Gemeentelijke musea van Amsterdam, Rotterdam, Den Haag en Utrecht sturen brief aan wethouders
De directies van vier grote Nederlandse gemeentelijke musea schreven een brief. Lees hem hieronder.
De directies van vier grote Nederlandse gemeentelijke musea schreven een brief. Lees hem hieronder.

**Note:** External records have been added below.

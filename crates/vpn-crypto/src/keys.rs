use crate::error::{CryptoError, Result};
use base64::{engine::general_purpose::STANDARD as BASE64, Engine};
use rand::rngs::OsRng;
use rand::RngCore;
use x25519_dalek::{PublicKey, StaticSecret};

const KEY_LEN: usize = 32;

#[derive(Clone)]
pub struct KeyPair {
    pub private_key: Vec<u8>,
    pub public_key: Vec<u8>,
}

impl KeyPair {
    /// WireGuard keys travel as standard padded base64
    pub fn private_key_base64(&self) -> String {
        BASE64.encode(&self.private_key)
    }

    pub fn public_key_base64(&self) -> String {
        BASE64.encode(&self.public_key)
    }
}

impl std::fmt::Debug for KeyPair {
    fn fmt(&self, f: &mut std::fmt::Formatter<'_>) -> std::fmt::Result {
        f.debug_struct("KeyPair")
            .field("private_key", &"<redacted>")
            .field("public_key", &self.public_key_base64())
            .finish()
    }
}

#[derive(Debug, Default)]
pub struct X25519KeyManager;

impl X25519KeyManager {
    pub fn new() -> Self {
        Self
    }

    pub fn generate_keypair(&self) -> Result<KeyPair> {
        let secret = StaticSecret::random_from_rng(OsRng);
        let public = PublicKey::from(&secret);

        let private_key = secret.to_bytes().to_vec();
        if private_key.iter().all(|&b| b == 0) {
            return Err(CryptoError::KeyGenerationError(
                "Random source produced an all-zero key".to_string(),
            ));
        }

        Ok(KeyPair {
            private_key,
            public_key: public.to_bytes().to_vec(),
        })
    }

    /// Random 32-byte symmetric key for the `PresharedKey` field
    pub fn generate_preshared_key(&self) -> Result<String> {
        let mut bytes = [0u8; KEY_LEN];
        OsRng
            .try_fill_bytes(&mut bytes)
            .map_err(|e| CryptoError::KeyGenerationError(e.to_string()))?;
        Ok(BASE64.encode(bytes))
    }

    pub fn derive_public_key(&self, private_key: &[u8]) -> Result<Vec<u8>> {
        let bytes = to_key_bytes(private_key, "Private key")?;
        let secret = StaticSecret::from(bytes);
        let public = PublicKey::from(&secret);

        Ok(public.to_bytes().to_vec())
    }

    pub fn from_base64(&self, private_base64: &str) -> Result<KeyPair> {
        let private_key = decode_key(private_base64, "Private key")?;
        let public_key = self.derive_public_key(&private_key)?;

        Ok(KeyPair {
            private_key,
            public_key,
        })
    }

    pub fn validate_keypair(&self, keypair: &KeyPair) -> Result<()> {
        let derived_public = self.derive_public_key(&keypair.private_key)?;

        if derived_public != keypair.public_key {
            return Err(CryptoError::InvalidKeyFormat(
                "Public key does not match private key".to_string(),
            ));
        }

        Ok(())
    }

    pub fn validate_public_key(&self, public_key_base64: &str) -> Result<()> {
        decode_key(public_key_base64, "Public key").map(|_| ())
    }

    pub fn validate_preshared_key(&self, preshared_key_base64: &str) -> Result<()> {
        decode_key(preshared_key_base64, "Preshared key").map(|_| ())
    }

    pub fn derive_public_key_base64(&self, private_key_base64: &str) -> Result<String> {
        let private_key = decode_key(private_key_base64, "Private key")?;
        let public_key = self.derive_public_key(&private_key)?;
        Ok(BASE64.encode(public_key))
    }
}

fn decode_key(encoded: &str, what: &str) -> Result<Vec<u8>> {
    let encoded = encoded.trim();
    if encoded.is_empty() {
        return Err(CryptoError::InvalidKeyFormat(format!("{} cannot be empty", what)));
    }

    let bytes = BASE64.decode(encoded).map_err(|e| {
        CryptoError::InvalidKeyFormat(format!("{}: invalid base64 encoding: {}", what, e))
    })?;
    to_key_bytes(&bytes, what)?;
    Ok(bytes)
}

fn to_key_bytes(bytes: &[u8], what: &str) -> Result<[u8; KEY_LEN]> {
    <[u8; KEY_LEN]>::try_from(bytes).map_err(|_| {
        CryptoError::InvalidKeyFormat(format!(
            "{} must be {} bytes, got {}",
            what,
            KEY_LEN,
            bytes.len()
        ))
    })
}

#[cfg(test)]
mod tests {
    use super::*;
    use proptest::prelude::*;

    #[test]
    fn test_generated_keypair_is_consistent() {
        let manager = X25519KeyManager::new();
        let keypair = manager.generate_keypair().unwrap();

        assert_eq!(keypair.private_key.len(), 32);
        assert_eq!(keypair.public_key.len(), 32);
        assert!(manager.validate_keypair(&keypair).is_ok());
        assert_eq!(keypair.public_key_base64().len(), 44);
        assert!(keypair.public_key_base64().ends_with('='));
    }

    #[test]
    fn test_from_base64_derives_same_public_key() {
        let manager = X25519KeyManager::new();
        let keypair = manager.generate_keypair().unwrap();

        let restored = manager.from_base64(&keypair.private_key_base64()).unwrap();
        assert_eq!(restored.public_key, keypair.public_key);
        assert_eq!(
            manager
                .derive_public_key_base64(&keypair.private_key_base64())
                .unwrap(),
            keypair.public_key_base64()
        );
    }

    #[test]
    fn test_public_key_validation() {
        let manager = X25519KeyManager::new();
        let keypair = manager.generate_keypair().unwrap();

        assert!(manager.validate_public_key(&keypair.public_key_base64()).is_ok());
        assert!(manager.validate_public_key("").is_err());
        assert!(manager.validate_public_key("not base64!").is_err());
        assert!(manager.validate_public_key(&BASE64.encode([7u8; 16])).is_err());
    }

    #[test]
    fn test_mismatched_keypair_rejected() {
        let manager = X25519KeyManager::new();
        let a = manager.generate_keypair().unwrap();
        let b = manager.generate_keypair().unwrap();

        let mixed = KeyPair {
            private_key: a.private_key.clone(),
            public_key: b.public_key.clone(),
        };
        assert!(manager.validate_keypair(&mixed).is_err());
    }

    #[test]
    fn test_preshared_key_is_valid_key() {
        let manager = X25519KeyManager::new();
        let psk = manager.generate_preshared_key().unwrap();
        assert!(manager.validate_preshared_key(&psk).is_ok());
    }

    #[test]
    fn test_debug_redacts_private_key() {
        let keypair = X25519KeyManager::new().generate_keypair().unwrap();
        let rendered = format!("{:?}", keypair);
        assert!(rendered.contains("<redacted>"));
        assert!(!rendered.contains(&keypair.private_key_base64()));
    }

    proptest! {
        #[test]
        fn prop_any_32_bytes_derive_a_valid_public_key(bytes in proptest::collection::vec(any::<u8>(), 32)) {
            let manager = X25519KeyManager::new();
            let public = manager.derive_public_key_base64(&BASE64.encode(&bytes)).unwrap();
            prop_assert!(manager.validate_public_key(&public).is_ok());
        }
    }
}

De directies van vier grote Nederlandse gemeentelijke musea schreven een brief. Lees hem hieronder.
Van:
Directies van musea voor hedendaags en moderne kunst van de G4
Aan:
Robert van Asten, wethouder Den Haag
Said Kasmi, wethouder Rotterdam
Anke Klein, wethouder Utrecht
Touria Meliani, wethouder Amsterdam
Cc: Ingrid van Engelshoven, Minister van Onderwijs, Cultuur en Wetenschap
Amsterdam, Den Haag, Rotterdam, Utrecht, 5 mei 2020
Geachte G4-wethouders van cultuur,
In de huidige coronatijd blijkt eens te meer hoe ongelooflijk divers de culturele sector in elkaar steekt en hoe anders dan bijvoorbeeld de podiumkunsten de beeldende kunst georganiseerd is. Telkens, wanneer sectoren hun stem verheffen om de politiek op het belang van de cultuur te wijzen, duurt het even voordat de verschillende spelers zich organiseren. We zijn immers allemaal anders en hebben zo’n sterke focus op onze eigen identiteit, waardoor de verschillen even groot zijn als de overeenkomsten.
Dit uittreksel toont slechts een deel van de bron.